Jockey turned trainer Jason Jessop and his heiress wife Eva are amazed when two of the most promising horses they’ve been developing are pulled out of County View, the stable they run, and sent to their Irish rival Quentin O’Connor. They’re dumbfounded when Paul Jenkins, whom Jay’s been grooming as head jockey, defects to O’Connor as well. The departures are part of a well-financed, deep-laid plan to commit fraud on a grand scale that can presumably be traced to escaped killer Liam Ahearne, who has a special grudge against Danny, Jay’s Head Man. In due course, Jay is framed for malicious vandalism against O’Connor; his property is hijacked and burned; Danny is shot; and Jay is nearly lured into a honey pot.
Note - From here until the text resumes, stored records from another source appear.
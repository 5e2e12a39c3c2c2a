//! Watches an example's backing file so edits made in any text editor reach
//! the compile pipeline.
//!
//! The parent directory is watched rather than the file itself: most editors
//! save by writing a temp file and renaming it over the original, which would
//! orphan a watch on the old inode.
use std::path::{Path, PathBuf};
use std::time::Duration;

use anyhow::{anyhow, Context, Result};
use crossbeam_channel::{unbounded, Receiver, RecvTimeoutError};
use notify::{Config as NotifyConfig, Event, EventKind, RecommendedWatcher, RecursiveMode, Watcher};
use tracing::{debug, warn};

pub struct SourceWatcher {
    _watcher: RecommendedWatcher,
    target: PathBuf,
    changes: Receiver<()>,
}

impl SourceWatcher {
    pub fn new(target: &Path) -> Result<Self> {
        let dir = target
            .parent()
            .filter(|dir| !dir.as_os_str().is_empty())
            .ok_or_else(|| anyhow!("{} has no parent directory to watch", target.display()))?
            .to_path_buf();
        let file_name = target
            .file_name()
            .ok_or_else(|| anyhow!("{} does not name a file", target.display()))?
            .to_os_string();

        let (tx, rx) = unbounded();
        let mut watcher = RecommendedWatcher::new(
            move |result: notify::Result<Event>| match result {
                Ok(event) => {
                    if !is_content_change(&event.kind) {
                        return;
                    }
                    if event
                        .paths
                        .iter()
                        .any(|path| path.file_name() == Some(file_name.as_os_str()))
                    {
                        let _ = tx.send(());
                    }
                }
                Err(err) => warn!("watch error: {err}"),
            },
            NotifyConfig::default().with_poll_interval(Duration::from_secs(1)),
        )
        .context("failed to create file watcher")?;

        watcher
            .watch(&dir, RecursiveMode::NonRecursive)
            .with_context(|| format!("failed to watch {}", dir.display()))?;
        debug!(path = %target.display(), "watching shader source");

        Ok(Self {
            _watcher: watcher,
            target: target.to_path_buf(),
            changes: rx,
        })
    }

    pub fn target(&self) -> &Path {
        &self.target
    }

    /// Waits up to `timeout` for a change; bursts of events collapse into one.
    pub fn wait_for_change(&self, timeout: Duration) -> Result<bool> {
        match self.changes.recv_timeout(timeout) {
            Ok(()) => {
                while self.changes.try_recv().is_ok() {}
                Ok(true)
            }
            Err(RecvTimeoutError::Timeout) => Ok(false),
            Err(RecvTimeoutError::Disconnected) => Err(anyhow!("file watcher stopped")),
        }
    }
}

fn is_content_change(kind: &EventKind) -> bool {
    matches!(kind, EventKind::Create(_) | EventKind::Modify(_))
}

#[cfg(test)]
mod tests {
    use super::*;
    use notify::event::{AccessKind, CreateKind, DataChange, ModifyKind};

    #[test]
    fn only_writes_count_as_changes() {
        assert!(is_content_change(&EventKind::Modify(ModifyKind::Data(DataChange::Content))));
        assert!(is_content_change(&EventKind::Create(CreateKind::File)));
        assert!(!is_content_change(&EventKind::Access(AccessKind::Read)));
    }

    #[test]
    fn rejects_paths_without_parent() {
        assert!(SourceWatcher::new(Path::new("shader.frag")).is_err());
    }
}
use std::fs;
use std::path::{Path, PathBuf};

use anyhow::{Context, Result};
use serde::{Deserialize, Serialize};

/// Catalog edits made through the CLI, remembered between runs.
#[derive(Debug, Clone, Default, PartialEq, Serialize, Deserialize)]
#[serde(default)]
pub struct AppState {
    pub last_example: Option<String>,
    /// Titles removed from the built-in or configured catalog.
    pub removed: Vec<String>,
    /// Sections created through the CLI; they outlive their examples.
    pub sections: Vec<String>,
    pub user_examples: Vec<UserExample>,
}

#[derive(Debug, Clone, PartialEq, Eq, Serialize, Deserialize)]
pub struct UserExample {
    pub section: String,
    pub path: PathBuf,
}

impl UserExample {
    pub fn title(&self) -> Option<String> {
        self.path
            .file_stem()
            .map(|stem| stem.to_string_lossy().into_owned())
            .filter(|stem| !stem.is_empty())
    }
}

impl AppState {
    pub fn load_or_default(path: &Path) -> Result<Self> {
        if path.exists() {
            let contents = fs::read_to_string(path)
                .with_context(|| format!("failed to read state file at {}", path.display()))?;
            let state: Self = toml::from_str(&contents)
                .with_context(|| format!("failed to parse state file at {}", path.display()))?;
            Ok(state)
        } else {
            Ok(Self::default())
        }
    }

    pub fn persist(&self, path: &Path) -> Result<()> {
        let dir = path
            .parent()
            .ok_or_else(|| anyhow::anyhow!("state path has no parent: {}", path.display()))?;
        fs::create_dir_all(dir).with_context(|| {
            format!(
                "failed to prepare directory for state file at {}",
                dir.display()
            )
        })?;
        let serialized =
            toml::to_string_pretty(self).context("failed to serialize state file to TOML")?;
        fs::write(path, serialized)
            .with_context(|| format!("failed to write state file to {}", path.display()))?;
        Ok(())
    }

    /// Drops the user example titled `title`. Returns whether one was found.
    pub fn remove_user_example(&mut self, title: &str) -> bool {
        let before = self.user_examples.len();
        self.user_examples
            .retain(|example| example.title().as_deref() != Some(title));
        before != self.user_examples.len()
    }

    pub fn remember_section(&mut self, title: &str) {
        if !self.sections.iter().any(|section| section == title) {
            self.sections.push(title.to_string());
        }
    }
}

#[cfg(test)]
mod tests {
    use super::*;
    use tempfile::TempDir;

    #[test]
    fn persists_and_reloads() {
        let dir = TempDir::new().unwrap();
        let path = dir.path().join("nested").join("state.toml");

        let state = AppState {
            last_example: Some("Step".into()),
            removed: vec!["Line".into()],
            sections: vec!["Sketches".into()],
            user_examples: vec![UserExample {
                section: "Sketches".into(),
                path: dir.path().join("waves.frag"),
            }],
        };
        state.persist(&path).unwrap();

        assert_eq!(AppState::load_or_default(&path).unwrap(), state);
    }

    #[test]
    fn missing_state_is_default() {
        let dir = TempDir::new().unwrap();
        let state = AppState::load_or_default(&dir.path().join("state.toml")).unwrap();
        assert_eq!(state, AppState::default());
    }

    #[test]
    fn remove_user_example_matches_file_stem() {
        let mut state = AppState {
            user_examples: vec![UserExample {
                section: "Sketches".into(),
                path: PathBuf::from("/tmp/waves.frag"),
            }],
            ..AppState::default()
        };
        assert!(!state.remove_user_example("ripple"));
        assert!(state.remove_user_example("waves"));
        assert!(state.user_examples.is_empty());
    }
}
//! GLSL front half of the compile pipeline.
//!
//! Example shaders are written against the WebGL-flavoured conventions of the
//! Book of Shaders: `gl_FragColor`, a bottom-left `gl_FragCoord`, and loose
//! `u_time`/`u_resolution`/`u_mouse` uniforms. [`wrap_fragment`] rewrites such a
//! source into Vulkan-style GLSL 450 that naga accepts, and [`compile_fragment`]
//! parses and validates the result without touching a GPU.
use std::borrow::Cow;
use std::ops::Range;

use naga::front::glsl::{Frontend, Options, ParseErrors};
use naga::valid::{Capabilities, ModuleInfo, ValidationError, ValidationFlags, Validator};
use naga::{ShaderStage, Span, WithSpan};
use thiserror::Error;
use tracing::debug;

use crate::pipeline::ProgramBuilder;

/// Why a source could not become a program. The payload is the rendered
/// diagnostic shown to the user.
#[derive(Debug, Clone, PartialEq, Eq, Error)]
pub enum CompileError {
    #[error("{0}")]
    Parse(String),
    #[error("{0}")]
    Validation(String),
    #[error("{0}")]
    Pipeline(String),
}

/// Parsed and validated fragment module, ready to hand to wgpu.
#[derive(Debug)]
pub struct CompiledFragment {
    pub module: naga::Module,
    pub info: ModuleInfo,
}

/// Uniform names the preview supplies; user declarations of them are dropped.
const PROVIDED_UNIFORMS: [&str; 5] = ["u_resolution", "u_mouse", "u_time", "u_time_delta", "u_frame"];

/// Rewrites a Book-of-Shaders style fragment source into self-contained GLSL 450.
///
/// The first `#version` directive, `precision` statements, and declarations of
/// the provided uniforms are blanked rather than removed, so the user's lines
/// keep their numbering inside the wrapped text.
pub fn wrap_fragment(source: &str) -> String {
    WrappedFragment::new(source).text
}

/// Wrapped shader text plus the byte range holding the user's lines.
struct WrappedFragment {
    text: String,
    body: Range<usize>,
}

impl WrappedFragment {
    fn new(source: &str) -> Self {
        let mut sanitized = String::with_capacity(source.len());
        let mut skipped_version = false;
        for line in source.lines() {
            let trimmed = line.trim_start();
            let is_version = !skipped_version && trimmed.starts_with("#version");
            skipped_version |= is_version;
            let is_precision = trimmed.starts_with("precision ");
            let is_provided_uniform = trimmed.starts_with("uniform ")
                && PROVIDED_UNIFORMS
                    .iter()
                    .any(|name| declares_identifier(trimmed, name));

            if !(is_version || is_precision || is_provided_uniform) {
                sanitized.push_str(line);
            }
            sanitized.push('\n');
        }

        let prologue = format!("{HEADER}#line 1\n");
        let body = prologue.len()..prologue.len() + sanitized.len();
        Self {
            text: format!("{prologue}{sanitized}{FOOTER}"),
            body,
        }
    }

    fn body_text(&self) -> &str {
        &self.text[self.body.clone()]
    }

    /// Moves a span over the wrapped text onto the user's lines. Spans that
    /// land in the injected prologue or epilogue become undefined.
    fn user_span(&self, span: Span) -> Span {
        match span.to_range() {
            Some(range) if range.start >= self.body.start && range.end <= self.body.end => {
                let start = range.start - self.body.start;
                let end = range.end - self.body.start;
                match (u32::try_from(start), u32::try_from(end)) {
                    (Ok(start), Ok(end)) => Span::new(start, end),
                    _ => Span::UNDEFINED,
                }
            }
            _ => Span::UNDEFINED,
        }
    }

    fn render_parse_errors(&self, errors: ParseErrors) -> String {
        let errors: Vec<_> = errors
            .errors
            .into_iter()
            .map(|mut error| {
                error.meta = self.user_span(error.meta);
                error
            })
            .collect();
        ParseErrors::from(errors).emit_to_string(self.body_text())
    }

    fn render_validation_error(&self, error: WithSpan<ValidationError>) -> String {
        let spans: Vec<(Span, String)> = error
            .spans()
            .map(|(span, label)| (self.user_span(*span), label.clone()))
            .collect();
        spans
            .into_iter()
            .fold(WithSpan::new(error.into_inner()), |error, (span, label)| {
                error.with_span(span, label)
            })
            .emit_to_string_with_path(self.body_text(), "glsl")
    }
}

/// Parses and validates `source` as a fragment shader.
///
/// Diagnostics are rendered against the user's own lines.
pub fn compile_fragment(source: &str) -> Result<CompiledFragment, CompileError> {
    let wrapped = WrappedFragment::new(source);

    let mut frontend = Frontend::default();
    let module = frontend
        .parse(&Options::from(ShaderStage::Fragment), &wrapped.text)
        .map_err(|errors| CompileError::Parse(wrapped.render_parse_errors(errors)))?;

    let info = Validator::new(ValidationFlags::all(), Capabilities::default())
        .validate(&module)
        .map_err(|error| CompileError::Validation(wrapped.render_validation_error(error)))?;

    debug!(
        functions = module.functions.len(),
        globals = module.global_variables.len(),
        "validated fragment shader"
    );
    Ok(CompiledFragment { module, info })
}

/// Shader-only builder: a program is the validated naga module.
///
/// Used headlessly (`shaderbook check`, tests) where no device exists.
#[derive(Debug, Clone, Copy, Default)]
pub struct ValidatedShaderBuilder;

impl ProgramBuilder for ValidatedShaderBuilder {
    type Program = CompiledFragment;

    fn build(&self, source: &str) -> Result<Self::Program, CompileError> {
        compile_fragment(source)
    }
}

pub(crate) fn vertex_shader_source() -> Cow<'static, str> {
    Cow::Borrowed(VERTEX_SHADER_GLSL)
}

fn declares_identifier(line: &str, name: &str) -> bool {
    line.split(|c: char| !(c.is_ascii_alphanumeric() || c == '_'))
        .any(|token| token == name)
}

/// Prologue injected ahead of every user shader.
///
/// The block layout must match `PreviewUniforms`.
const HEADER: &str = r"#version 450
layout(location = 0) out vec4 shaderbook_frag_color;

layout(std140, set = 0, binding = 0) uniform PreviewParams {
    vec2 _u_resolution;
    vec2 _u_mouse;
    float _u_time;
    float _u_time_delta;
    int _u_frame;
    float _padding0;
} params;

#define u_resolution params._u_resolution
#define u_mouse params._u_mouse
#define u_time params._u_time
#define u_time_delta params._u_time_delta
#define u_frame params._u_frame

#define gl_FragColor shaderbook_frag_color

vec4 shaderbook_frag_coord;
#define gl_FragCoord shaderbook_frag_coord

#define main shaderbook_user_main
";

/// Epilogue: flips the framebuffer origin to bottom-left and calls the user's `main`.
const FOOTER: &str = r"
#undef main
#undef gl_FragCoord
void main() {
    shaderbook_frag_coord = vec4(
        gl_FragCoord.x,
        u_resolution.y - gl_FragCoord.y,
        gl_FragCoord.z,
        gl_FragCoord.w
    );
    shaderbook_frag_color = vec4(0.0, 0.0, 0.0, 1.0);
    shaderbook_user_main();
}
";

/// Full-screen triangle; the fragment stage only needs `gl_FragCoord`.
const VERTEX_SHADER_GLSL: &str = r"#version 450
const vec2 positions[3] = vec2[3](
    vec2(-1.0, -3.0),
    vec2(3.0, 1.0),
    vec2(-1.0, 1.0)
);

void main() {
    uint vertex_index = uint(gl_VertexIndex);
    gl_Position = vec4(positions[vertex_index], 0.0, 1.0);
}
";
None of this sound and fury makes any more impression than the globetrotting (“Jay and Eva had decided to stop off at Mauritius on their way to Hong Kong”), the horse races sprinkled generously through the tale or the escaped killer’s protestations of innocence when he’s recaptured. Roe (Odds on Death, 2005, etc.) swathes every melodramatic development in sawdust, and his prose is inert. The first chapter, which introduces all the main characters and a whole lot more, is a classic of expository dullness.
The mastermind is well-hidden behind dozens of equally forgettable suspects.